**PROBLEM TO SOLVE**. Take the line holding "let mut bytes = [0u8; N];" as the first line of the answer and the last line of the listing as its end; retype everything between exactly.

**RECORDS FOR THE EXERCISE**.
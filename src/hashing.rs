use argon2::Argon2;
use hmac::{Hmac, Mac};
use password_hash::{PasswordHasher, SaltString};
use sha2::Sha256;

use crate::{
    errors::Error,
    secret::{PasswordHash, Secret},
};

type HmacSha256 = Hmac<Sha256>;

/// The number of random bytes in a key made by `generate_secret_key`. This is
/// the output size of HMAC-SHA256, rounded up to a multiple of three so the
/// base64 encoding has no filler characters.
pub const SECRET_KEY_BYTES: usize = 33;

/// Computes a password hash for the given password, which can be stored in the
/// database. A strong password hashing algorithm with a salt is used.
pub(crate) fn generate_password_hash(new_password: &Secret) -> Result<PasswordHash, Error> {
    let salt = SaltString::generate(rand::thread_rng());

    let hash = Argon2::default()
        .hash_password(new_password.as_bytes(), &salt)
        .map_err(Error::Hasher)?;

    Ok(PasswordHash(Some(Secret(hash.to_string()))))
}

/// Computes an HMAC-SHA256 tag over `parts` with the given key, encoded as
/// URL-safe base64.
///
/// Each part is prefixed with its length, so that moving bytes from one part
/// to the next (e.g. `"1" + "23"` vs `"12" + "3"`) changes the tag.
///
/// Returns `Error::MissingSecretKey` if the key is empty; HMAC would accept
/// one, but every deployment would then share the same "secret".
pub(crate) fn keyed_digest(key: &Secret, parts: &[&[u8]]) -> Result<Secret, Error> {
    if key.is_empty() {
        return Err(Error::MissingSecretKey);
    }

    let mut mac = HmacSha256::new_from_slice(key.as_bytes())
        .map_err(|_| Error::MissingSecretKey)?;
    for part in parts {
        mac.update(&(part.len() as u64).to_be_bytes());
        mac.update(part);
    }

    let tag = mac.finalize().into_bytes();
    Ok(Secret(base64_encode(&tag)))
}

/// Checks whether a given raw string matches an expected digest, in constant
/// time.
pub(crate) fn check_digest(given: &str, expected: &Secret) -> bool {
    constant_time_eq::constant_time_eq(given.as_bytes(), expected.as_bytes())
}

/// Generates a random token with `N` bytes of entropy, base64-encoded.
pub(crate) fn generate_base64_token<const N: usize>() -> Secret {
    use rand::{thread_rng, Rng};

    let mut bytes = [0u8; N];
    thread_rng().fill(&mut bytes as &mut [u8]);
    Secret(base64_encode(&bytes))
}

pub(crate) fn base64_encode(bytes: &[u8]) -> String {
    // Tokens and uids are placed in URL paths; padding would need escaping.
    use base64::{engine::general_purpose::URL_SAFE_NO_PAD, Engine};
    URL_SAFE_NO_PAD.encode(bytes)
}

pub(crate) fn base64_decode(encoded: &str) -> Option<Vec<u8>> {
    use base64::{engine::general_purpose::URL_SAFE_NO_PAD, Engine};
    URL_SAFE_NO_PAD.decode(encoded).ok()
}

**WORKED SOLUTION**.
    let mut bytes = [0u8; N];
    thread_rng().fill(&mut bytes as &mut [u8]);
    Secret(base64_encode(&bytes))
}

pub(crate) fn base64_encode(bytes: &[u8]) -> String {
    // Tokens and uids are placed in URL paths; padding would need escaping.
    use base64::{engine::general_purpose::URL_SAFE_NO_PAD, Engine};
    URL_SAFE_NO_PAD.encode(bytes)
}

pub(crate) fn base64_decode(encoded: &str) -> Option<Vec<u8>> {
    use base64::{engine::general_purpose::URL_SAFE_NO_PAD, Engine};
    URL_SAFE_NO_PAD.decode(encoded).ok()
}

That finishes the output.